During the Papal Schism (1378–1417) at least 2 men claimed to be pope: one at Avignon, one in Rome, with at times a 3rd papal pretender. The Schism had a lasting effect in eroding people’s faith in the papacy. Coupled with perceived corruption in the Roman Curia and the sale of indulgences (spiritual privileges), an esurient and religiously bankrupt practice, the Catholic Church was weakened.

As soon as the coin in the coffer rings, the soul into heaven springs. ~ German Catholic friar Johann Tetzel (1465–1519), Grand Commissioner for the sale of indulgences in Germany

Ineffectual attempts to reform the Catholic Church had been made by numerous men. Then one man nailed it.

On 31 October 1517 (the eve of All Saints’ Day), German friar and priest Martin Luther reputedly posted 95 theses on the church door in Wittenberg Saxony. In his assault on the sale of indulgences, Luther not only attacked the ostensible corruption within the church, he also took aim at the theological root of the problem: the perversion of doctrine regarding grace and redemption (divine favor during life and salvation after it).

Luther had not intended to break with the Catholic Church, but confrontation was the papacy was not long in coming. In 1521 Luther was excommunicated, and, for good measure, declared an outlaw by the emperor of the Holy Roman Empire, Charles V. What began as an internal reform movement ratcheted into a fracture of western Christendom.

I feel much freer now that I am certain the pope is the Antichrist. ~ Martin Luther

The Reformation movement in Germany quickly spread to other countries. Other reform impulses arose independently of Luther.

It was if a dam suppressing dissent had suddenly burst. The flood was furthered by the obstinacy of the Catholic Church, which turned the reform movement into a religious revolution that cascaded into politics.

Oppressed German peasants translated Lutheran ideals of Christian equality into practical terms. Their 1524–1525 rebellion was the only genuinely popular revolt in German history and would have altered the flow of German history had it succeeded in any measure.

Instead, the German Peasants’ War turned into a series of massacres. Luther himself instigated the princes to take the sternest measures against the rebel “swine” and “mad dogs.” Hence, Lutheranism evolved into a faithful ally of political absolutism. Luther typically considered the ruling princes “the greatest fools or scoundrels on Earth.” Yet he insisted on submission as a duty of subjects, as the world is wicked, and does not deserve virtuous rulers.

The lasting effect on the German people was to bolster a fatalism of nourishing ideals of freedom while obeying authority without question in practical matters.

Luther’s strong respect for state power was part and parcel with a passionate feeling of German nationalism, and even racialism. Thus, Luther became the spiritual ancestor of Prussian statism and German Nazism; the only Protestant leader to spawn such progeny.

In the peace that followed the Peasant’s War, Germany lost a vital opportunity to learn toleration.

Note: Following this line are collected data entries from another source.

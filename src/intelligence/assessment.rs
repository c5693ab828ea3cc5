// ABOUTME: End-to-end BMI assessment: validate, calculate, classify, and build a serializable report
// ABOUTME: BmiEngine owns the configuration, category table, and gauge derived from it
//
// SPDX-License-Identifier: MIT OR Apache-2.0
// Copyright (c) 2025 BMI Calculator Contributors

//! BMI assessment
//!
//! [`BmiEngine`] is built once from a validated [`BmiConfig`] and then answers
//! any number of [`BmiEngine::assess`] calls.

use super::bmi_calculator::{calculate_bmi, format_bmi, is_realistic_bmi};
use super::classification::{CategoryRecord, CategoryTable};
use super::gauge::GaugeSpec;
use super::validators::validate_inputs;
use crate::config::BmiConfig;
use bmi_core::constants::display::MEDICAL_DISCLAIMER;
use bmi_core::errors::{AppError, AppResult, MeasurementError};
use serde::Serialize;
use tracing::error;

/// Result of one assessment
#[derive(Debug, Clone, PartialEq, Serialize)]
pub struct BmiAssessment {
    /// Height in centimeters as supplied
    pub height_cm: f64,
    /// Weight in kilograms as supplied
    pub weight_kg: f64,
    /// Unrounded BMI
    pub bmi: f64,
    /// BMI with one decimal place
    pub bmi_display: String,
    /// Matched category with display metadata and tips
    pub category: CategoryRecord,
    /// Whether the BMI is within the realistic range
    pub realistic: bool,
    /// Gauge needle position
    pub gauge_position: f64,
    /// Medical disclaimer to show alongside the result
    pub disclaimer: &'static str,
}

/// Configured engine
#[derive(Debug, Clone)]
pub struct BmiEngine {
    config: BmiConfig,
    table: CategoryTable,
    gauge: GaugeSpec,
}

impl BmiEngine {
    /// Build an engine from `config`
    ///
    /// # Errors
    ///
    /// Returns a configuration error if `config` fails validation
    pub fn new(config: BmiConfig) -> AppResult<Self> {
        config.validate()?;
        let table = CategoryTable::from_config(&config);
        let gauge = GaugeSpec::from_table(&table, config.gauge_max);
        Ok(Self {
            config,
            table,
            gauge,
        })
    }

    /// Configuration in use
    #[must_use]
    pub const fn config(&self) -> &BmiConfig {
        &self.config
    }

    /// Category table
    #[must_use]
    pub const fn table(&self) -> &CategoryTable {
        &self.table
    }

    /// Gauge geometry
    #[must_use]
    pub const fn gauge(&self) -> &GaugeSpec {
        &self.gauge
    }

    /// Validate height then weight
    ///
    /// # Errors
    ///
    /// Returns the first failing [`MeasurementError`]
    pub fn validate(&self, height_cm: f64, weight_kg: f64) -> Result<(), MeasurementError> {
        validate_inputs(height_cm, weight_kg, &self.config)
    }

    /// Compute BMI
    ///
    /// # Errors
    ///
    /// Returns a [`MeasurementError`] for invalid inputs
    pub fn calculate(&self, height_cm: f64, weight_kg: f64) -> Result<f64, MeasurementError> {
        calculate_bmi(height_cm, weight_kg, &self.config)
    }

    /// Classify a BMI value
    ///
    /// # Errors
    ///
    /// Returns a [`MeasurementError`] for negative or NaN input
    pub fn classify(&self, bmi: f64) -> Result<&CategoryRecord, MeasurementError> {
        self.table.classify(bmi)
    }

    /// Validate, calculate, classify, and assemble the report
    ///
    /// # Errors
    ///
    /// Returns an input error for invalid measurements and an internal error if the
    /// formula yields a non-finite value
    pub fn assess(&self, height_cm: f64, weight_kg: f64) -> AppResult<BmiAssessment> {
        self.validate(height_cm, weight_kg)?;
        let bmi = self.calculate(height_cm, weight_kg)?;

        if !bmi.is_finite() {
            error!(height_cm, weight_kg, bmi, "BMI formula produced a non-finite value");
            return Err(AppError::internal(format!(
                "BMI calculation produced a non-finite value for height {height_cm} cm and weight {weight_kg} kg"
            )));
        }

        let category = self.classify(bmi)?.clone();

        Ok(BmiAssessment {
            height_cm,
            weight_kg,
            bmi,
            bmi_display: format_bmi(bmi),
            category,
            realistic: is_realistic_bmi(bmi, self.config.max_realistic_bmi),
            gauge_position: self.gauge.needle(bmi),
            disclaimer: MEDICAL_DISCLAIMER,
        })
    }
}

/// One-shot assessment with a throwaway engine
///
/// # Errors
///
/// Returns the errors of [`BmiEngine::new`] and [`BmiEngine::assess`]
pub fn assess(height_cm: f64, weight_kg: f64, config: &BmiConfig) -> AppResult<BmiAssessment> {
    BmiEngine::new(config.clone())?.assess(height_cm, weight_kg)
}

The problem of religious division in the German states was settled by the princes determining the religion of the region. Dissidents were free to emigrate. This was a leniency from the medieval method of burning heretics at the stake.

The Protestant Reformation engendered religious factionalism. As more churches came into existence, mutual tolerance grew. In England, Holland, and North America, toleration of religious minorities preceded that of political opposition.

As long as Protestantism was largely Lutheran, it made little headway in France, even though there was a vigorous tradition of anticlericalism there since the Middle Ages.

Man is under 2 kinds of government: one spiritual, by which the conscience is formed to piety and the service of God; the other political, by which a man is instructed in the duties of humanity and civility, which are to be observed in an intercourse with mankind. ~ John Calvin

While studying law at college, John Calvin became acquainted with Renaissance humanism, in the form of a radical student movement which aimed to reform the church and society on an intertwined model of classical and Christian antiquity. It left an indelible mark and changed the course of Calvin’s life.

Calvin’s participation in the Parisian reform movement ended abruptly as the government started a crackdown. In 1534, Calvin fled France to Switzerland.

In 1536, Calvin wrote the Institutes of Christian Religion, his principle work and the foundation of Calvinist doctrine. His evangelizing included political theory, the aim of which was to safeguard the freedoms and rights of ordinary people.

Calvin came to political power, governing Geneva 1536–1538 and 1541–1564. His rule was one of ruthless terror.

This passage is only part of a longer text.